(опыт прочтения стихотворения А.Г. Наймана «В форме Петербурга»)
Опубликовано в журнале Prosōdia, номер 10, 2019
Османова Кира Павловна — филолог, преподаватель кафедры зарубежной литературы РГПУ им. А. И. Герцена, поэт, эссеист, переводчик. Финалист конкурса эссе «Пристальное прочтение поэзии» (2018). Публикации в журнале «Семь искусств»; альманахе школы литературного мастерства «Хороший текст» и др. Живёт в Петербурге. E-mail: osmanovakira@gmail.com
Аннотация: В статье предпринята попытка анализа стихотворения А. Г. Наймана «В форме Петербурга». Рассматриваются принципы создания альтернативной художественной реальности и механизмы взаимодействия читателя с феноменом «петербургского текста».
Annotation: This article has the form of A. Najman’s poem analysis. The principles of creation of an alternative reality and the manners of interaction between “the reader” and “Petersburg text phenomenon” are regarded.
Ключевые слова: двоемирие, концептуализация, опыт прочтения, петербургский текст, смысловое пространство.
Key words: two-worldness, conceptualization, interpretation experience, Petersburg text, semantic content.
Анатолий Найман
В форме Петербурга
Электричество, плюс городская колючая пыль,
плюс червивая оттепель, плюс духота — это школа
пахла так. Это было, да-да.
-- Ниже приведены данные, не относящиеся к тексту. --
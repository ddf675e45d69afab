//! The listening state machine.
//!
//! Exactly one of three states at any time:
//! - `Idle` — waiting for the wake phrase or the start gesture
//! - `Listening` — capturing a voice command
//! - `Processing` — a command is running; input is ignored except reset
//!
//! Both modalities feed the same `handle` entry point, so "wake word or
//! start gesture, whichever lands first" needs no special casing: the
//! first event transitions, the duplicate is ignored.

use tracing::{info, warn};

use handsfree_core::event::{Command, InputEvent};
use handsfree_core::gesture::GestureEvent;

#[derive(Debug, Clone, Copy, PartialEq, Eq)]
pub enum ListeningState {
    Idle,
    Listening,
    Processing,
}

/// What the orchestrator should do in response to an input event.
#[derive(Debug, Clone, PartialEq)]
pub enum Transition {
    /// Start capturing audio and announce "Listening".
    BeginCapture,
    /// Capture finished with a usable command; run the agent.
    EmitCommand(Command),
    /// Capture finished but nothing intelligible was heard.
    DiscardEmpty,
    /// Clear history and cancel any in-flight run.
    ResetRequested,
    /// No state change.
    Ignored,
}

/// Pure transition core — owns the state and the accumulating transcript,
/// performs no I/O.
pub struct ListenerStateMachine {
    state: ListeningState,
    transcript: String,
}

impl ListenerStateMachine {
    pub fn new() -> Self {
        Self {
            state: ListeningState::Idle,
            transcript: String::new(),
        }
    }

    pub fn state(&self) -> ListeningState {
        self.state
    }

    /// Feed one input event and get the resulting transition.
    pub fn handle(&mut self, event: InputEvent) -> Transition {
        match event {
            InputEvent::WakeDetected | InputEvent::Gesture(GestureEvent::StartListening) => {
                match self.state {
                    ListeningState::Idle => {
                        info!("Capture started");
                        self.state = ListeningState::Listening;
                        self.transcript.clear();
                        Transition::BeginCapture
                    }
                    // Duplicate start edge (wake word *and* open palm) is
                    // idempotent; Processing ignores new commands entirely.
                    _ => Transition::Ignored,
                }
            }

            InputEvent::Transcript(text) => {
                if self.state == ListeningState::Listening {
                    if !self.transcript.is_empty() {
                        self.transcript.push(' ');
                    }
                    self.transcript.push_str(&text);
                }
                Transition::Ignored
            }

            InputEvent::EndOfUtterance | InputEvent::Gesture(GestureEvent::StopListening) => {
                if self.state != ListeningState::Listening {
                    return Transition::Ignored;
                }
                let text = clean_transcript(&self.transcript);
                self.transcript.clear();
                if text.is_empty() {
                    info!("Empty capture discarded");
                    self.state = ListeningState::Idle;
                    Transition::DiscardEmpty
                } else {
                    info!(command = %text, "Command captured");
                    self.state = ListeningState::Processing;
                    Transition::EmitCommand(Command::new(text))
                }
            }

            InputEvent::Gesture(GestureEvent::ResetHistory) => {
                info!(state = ?self.state, "Reset requested");
                self.state = ListeningState::Idle;
                self.transcript.clear();
                Transition::ResetRequested
            }

            InputEvent::ClassifierDown { modality, reason } => {
                // One modality degrading must not take the machine down.
                warn!(%modality, %reason, "Input classifier unavailable");
                Transition::Ignored
            }
        }
    }

    /// Called by the orchestrator when a run ends (success or failure).
    pub fn run_finished(&mut self) {
        if self.state == ListeningState::Processing {
            self.state = ListeningState::Idle;
        }
    }
}

impl Default for ListenerStateMachine {
    fn default() -> Self {
        Self::new()
    }
}

/// Normalize a raw transcript.
///
/// The microphone regularly picks up the spoken "Listening" prompt at the
/// start of the capture window; drop that echo plus any leading punctuation
/// before judging emptiness.
pub fn clean_transcript(raw: &str) -> String {
    let mut s = raw.trim();
    if s.to_lowercase().starts_with("listening") {
        s = s["listening".len()..].trim_start();
    }
    s.trim_start_matches(|c: char| ".,!?-".contains(c) || c.is_whitespace())
        .trim()
        .to_string()
}

#[cfg(test)]
mod tests {
    use super::*;
    use handsfree_core::event::Modality;

    fn machine() -> ListenerStateMachine {
        ListenerStateMachine::new()
    }

    #[test]
    fn wake_word_begins_capture() {
        let mut m = machine();
        assert_eq!(m.handle(InputEvent::WakeDetected), Transition::BeginCapture);
        assert_eq!(m.state(), ListeningState::Listening);
    }

    #[test]
    fn start_gesture_begins_capture() {
        let mut m = machine();
        assert_eq!(
            m.handle(InputEvent::Gesture(GestureEvent::StartListening)),
            Transition::BeginCapture
        );
        assert_eq!(m.state(), ListeningState::Listening);
    }

    #[test]
    fn duplicate_start_edge_is_idempotent() {
        let mut m = machine();
        m.handle(InputEvent::WakeDetected);
        // The other modality lands a moment later.
        assert_eq!(
            m.handle(InputEvent::Gesture(GestureEvent::StartListening)),
            Transition::Ignored
        );
        assert_eq!(m.state(), ListeningState::Listening);
    }

    #[test]
    fn stop_with_transcript_emits_command() {
        let mut m = machine();
        m.handle(InputEvent::WakeDetected);
        m.handle(InputEvent::Transcript("open safari".into()));
        match m.handle(InputEvent::Gesture(GestureEvent::StopListening)) {
            Transition::EmitCommand(cmd) => assert_eq!(cmd.text, "open safari"),
            other => panic!("Expected EmitCommand, got {other:?}"),
        }
        assert_eq!(m.state(), ListeningState::Processing);
    }

    #[test]
    fn end_of_utterance_emits_command() {
        let mut m = machine();
        m.handle(InputEvent::WakeDetected);
        m.handle(InputEvent::Transcript("check my email".into()));
        match m.handle(InputEvent::EndOfUtterance) {
            Transition::EmitCommand(cmd) => assert_eq!(cmd.text, "check my email"),
            other => panic!("Expected EmitCommand, got {other:?}"),
        }
    }

    #[test]
    fn empty_transcript_returns_to_idle() {
        let mut m = machine();
        m.handle(InputEvent::WakeDetected);
        assert_eq!(m.handle(InputEvent::EndOfUtterance), Transition::DiscardEmpty);
        assert_eq!(m.state(), ListeningState::Idle);
    }

    #[test]
    fn whitespace_only_transcript_discarded() {
        let mut m = machine();
        m.handle(InputEvent::WakeDetected);
        m.handle(InputEvent::Transcript("   ".into()));
        assert_eq!(m.handle(InputEvent::EndOfUtterance), Transition::DiscardEmpty);
        assert_eq!(m.state(), ListeningState::Idle);
    }

    #[test]
    fn processing_ignores_everything_but_reset() {
        let mut m = machine();
        m.handle(InputEvent::WakeDetected);
        m.handle(InputEvent::Transcript("open safari".into()));
        m.handle(InputEvent::EndOfUtterance);
        assert_eq!(m.state(), ListeningState::Processing);

        assert_eq!(m.handle(InputEvent::WakeDetected), Transition::Ignored);
        assert_eq!(
            m.handle(InputEvent::Gesture(GestureEvent::StartListening)),
            Transition::Ignored
        );
        assert_eq!(
            m.handle(InputEvent::Gesture(GestureEvent::StopListening)),
            Transition::Ignored
        );
        assert_eq!(m.state(), ListeningState::Processing);
    }

    #[test]
    fn reset_works_from_every_state() {
        for setup in 0..3 {
            let mut m = machine();
            if setup >= 1 {
                m.handle(InputEvent::WakeDetected);
            }
            if setup == 2 {
                m.handle(InputEvent::Transcript("open safari".into()));
                m.handle(InputEvent::EndOfUtterance);
            }
            assert_eq!(
                m.handle(InputEvent::Gesture(GestureEvent::ResetHistory)),
                Transition::ResetRequested
            );
            assert_eq!(m.state(), ListeningState::Idle);
        }
    }

    #[test]
    fn run_finished_returns_to_idle() {
        let mut m = machine();
        m.handle(InputEvent::WakeDetected);
        m.handle(InputEvent::Transcript("open safari".into()));
        m.handle(InputEvent::EndOfUtterance);
        m.run_finished();
        assert_eq!(m.state(), ListeningState::Idle);
    }

    #[test]
    fn classifier_down_keeps_machine_operable() {
        let mut m = machine();
        assert_eq!(
            m.handle(InputEvent::ClassifierDown {
                modality: Modality::Gesture,
                reason: "helper exited".into(),
            }),
            Transition::Ignored
        );
        // Voice still drives the machine.
        assert_eq!(m.handle(InputEvent::WakeDetected), Transition::BeginCapture);
    }

    #[test]
    fn transcript_cleanup_strips_prompt_echo() {
        assert_eq!(clean_transcript("Listening. open safari"), "open safari");
        assert_eq!(clean_transcript("listening"), "");
        assert_eq!(clean_transcript(", open safari"), "open safari");
        assert_eq!(clean_transcript("  open safari  "), "open safari");
        assert_eq!(clean_transcript(""), "");
    }

    #[test]
    fn multiple_transcript_chunks_accumulate() {
        let mut m = machine();
        m.handle(InputEvent::WakeDetected);
        m.handle(InputEvent::Transcript("open".into()));
        m.handle(InputEvent::Transcript("safari".into()));
        match m.handle(InputEvent::EndOfUtterance) {
            Transition::EmitCommand(cmd) => assert_eq!(cmd.text, "open safari"),
            other => panic!("Expected EmitCommand, got {other:?}"),
        }
    }
}
//! Hand-gesture domain types and the classifier seam.
//!
//! The pose classifier itself is a black box (an external helper process in
//! the shipped implementation); this module only defines its output
//! vocabulary and the trait the event pump consumes poses through.

use async_trait::async_trait;
use serde::{Deserialize, Serialize};

use crate::error::ClassifierError;

/// A raw hand pose as reported by the classifier, one reading per frame.
///
/// A held pose produces a stream of identical readings; the debouncer in the
/// input crate collapses those into a single [`GestureEvent`].
#[derive(Debug, Clone, Copy, PartialEq, Eq, Serialize, Deserialize)]
#[serde(rename_all = "snake_case")]
pub enum GesturePose {
    /// All five fingers extended.
    OpenPalm,
    /// All fingers curled.
    ClosedFist,
    /// Index and middle extended, others curled.
    Victory,
}

/// A debounced, one-shot control event derived from a pose.
#[derive(Debug, Clone, Copy, PartialEq, Eq, Serialize, Deserialize)]
#[serde(rename_all = "snake_case")]
pub enum GestureEvent {
    /// Open palm: begin capturing a voice command.
    StartListening,
    /// Closed fist: stop capturing and process what was heard.
    StopListening,
    /// Victory sign: clear history and cancel any in-flight run.
    ResetHistory,
}

impl GestureEvent {
    /// The control event a pose maps to.
    pub fn from_pose(pose: GesturePose) -> Self {
        match pose {
            GesturePose::OpenPalm => GestureEvent::StartListening,
            GesturePose::ClosedFist => GestureEvent::StopListening,
            GesturePose::Victory => GestureEvent::ResetHistory,
        }
    }
}

/// A stream of classified hand poses.
///
/// `next_pose` resolves with `None` when the underlying classifier stream
/// ends cleanly; hard failures surface as `ClassifierError` and degrade the
/// gesture modality only.
#[async_trait]
pub trait GestureSource: Send + Sync {
    async fn next_pose(&mut self) -> Result<Option<GesturePose>, ClassifierError>;
}
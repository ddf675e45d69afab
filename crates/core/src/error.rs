//! Error types for the Handsfree domain.
//!
//! Uses `thiserror` for ergonomic error definitions.
//! Each bounded context has its own error variant.

use thiserror::Error;

/// The top-level error type for all Handsfree operations.
#[derive(Debug, Error)]
pub enum Error {
    // --- Provider errors ---
    #[error("Provider error: {0}")]
    Provider(#[from] ProviderError),

    // --- Executor errors ---
    #[error("Executor error: {0}")]
    Executor(#[from] ExecutorError),

    // --- Input classifier errors ---
    #[error("Classifier error: {0}")]
    Classifier(#[from] ClassifierError),

    // --- Configuration errors ---
    #[error("Configuration error: {message}")]
    Config { message: String },

    // --- Serialization ---
    #[error("Serialization error: {0}")]
    Serialization(#[from] serde_json::Error),

    // --- Generic ---
    #[error("Internal error: {0}")]
    Internal(String),
}

/// Result type alias using our Error.
pub type Result<T> = std::result::Result<T, Error>;

// --- Bounded context errors ---

#[derive(Debug, Clone, Error)]
pub enum ProviderError {
    #[error("API request failed: {message} (status: {status_code})")]
    ApiError {
        status_code: u16,
        message: String,
    },

    #[error("Rate limited by provider, retry after {retry_after_secs}s")]
    RateLimited { retry_after_secs: u64 },

    #[error("Authentication failed: {0}")]
    AuthenticationFailed(String),

    #[error("Model not found: {0}")]
    ModelNotFound(String),

    #[error("Malformed response: {0}")]
    MalformedResponse(String),

    #[error("Provider not configured: {0}")]
    NotConfigured(String),

    #[error("Request timed out: {0}")]
    Timeout(String),

    #[error("Network error: {0}")]
    Network(String),
}

impl ProviderError {
    /// Whether a retry with backoff has a chance of succeeding.
    ///
    /// Auth failures and unknown models are permanent; transient network
    /// trouble, rate limits, timeouts, server-side 5xx responses, and
    /// malformed payloads are worth another attempt.
    pub fn is_retryable(&self) -> bool {
        match self {
            ProviderError::RateLimited { .. }
            | ProviderError::Timeout(_)
            | ProviderError::Network(_)
            | ProviderError::MalformedResponse(_) => true,
            ProviderError::ApiError { status_code, .. } => *status_code >= 500,
            _ => false,
        }
    }
}

#[derive(Debug, Clone, Error)]
pub enum ExecutorError {
    #[error("Coordinate ({x}, {y}) outside target bounds {width}x{height}")]
    InvalidCoordinate {
        x: i32,
        y: i32,
        width: u32,
        height: u32,
    },

    #[error("OS action failed: {action} — {reason}")]
    Os { action: String, reason: String },

    #[error("Screenshot capture failed: {0}")]
    CaptureFailed(String),

    #[error("Command timed out: {command} after {timeout_secs}s")]
    Timeout { command: String, timeout_secs: u64 },

    #[error("Missing dependency: {0}")]
    MissingDependency(String),
}

#[derive(Debug, Clone, Error)]
pub enum ClassifierError {
    #[error("{modality} classifier unavailable: {reason}")]
    Unavailable { modality: String, reason: String },

    #[error("Failed to decode classifier output: {0}")]
    Decode(String),

    #[error("Classifier process terminated: {0}")]
    Terminated(String),

    #[error("Audio capture failed: {0}")]
    CaptureFailed(String),
}

#[cfg(test)]
mod tests {
    use super::*;

    #[test]
    fn executor_error_displays_correctly() {
        let err = Error::Executor(ExecutorError::InvalidCoordinate {
            x: 1400,
            y: 0,
            width: 1366,
            height: 768,
        });
        assert!(err.to_string().contains("1400"));
        assert!(err.to_string().contains("1366x768"));
    }

    #[test]
    fn provider_error_displays_correctly() {
        let err = Error::Provider(ProviderError::ApiError {
            status_code: 429,
            message: "Too many requests".into(),
        });
        assert!(err.to_string().contains("429"));
        assert!(err.to_string().contains("Too many requests"));
    }

    #[test]
    fn retryable_classification() {
        assert!(ProviderError::RateLimited { retry_after_secs: 5 }.is_retryable());
        assert!(ProviderError::Network("connection reset".into()).is_retryable());
        assert!(ProviderError::ApiError { status_code: 503, message: "overloaded".into() }
            .is_retryable());
        assert!(!ProviderError::AuthenticationFailed("bad key".into()).is_retryable());
        assert!(!ProviderError::ApiError { status_code: 400, message: "bad request".into() }
            .is_retryable());
    }
}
Это быль… Ну, а быль —
Петропавловский шпиль в глубине переулка Мошкова?
Или с вывески «Трости и стеки» изящный костыль?
Да и вывеской будь оно, лишь разожгло бы охоту
прослезиться и, встряв в петербургский серебряный стиль,
контрабандой в Париж засылать эмигрантскую ноту.
Дескать, ах! неужели! неужто! никак?! никогда?! —
не вдохну, не прильну, не замечу кораблик над крышей,
а одно только буду бубнить: это было, да-да…
Эта Ася, она же… А Ося, ведь он же был рыжий…
Этот запах на ощупь, и голая площадь на слух.
Эти вечные лужа под аркой и туча над Мойкой,
и оскалы мостов, отчего не заесть после двух
карамель светофоров — лимонного месяца долькой.
Вот, опять! Видит Бог, не хотел и под нос бормотать.
Просто шёл. Просто ноги несли. Просто вышел Мошковым
к Миллионной, к Халтурина. Поднял глаза — и опять:
прицепилось, и впилось, и выжало слово за словом [2, с. 100-101].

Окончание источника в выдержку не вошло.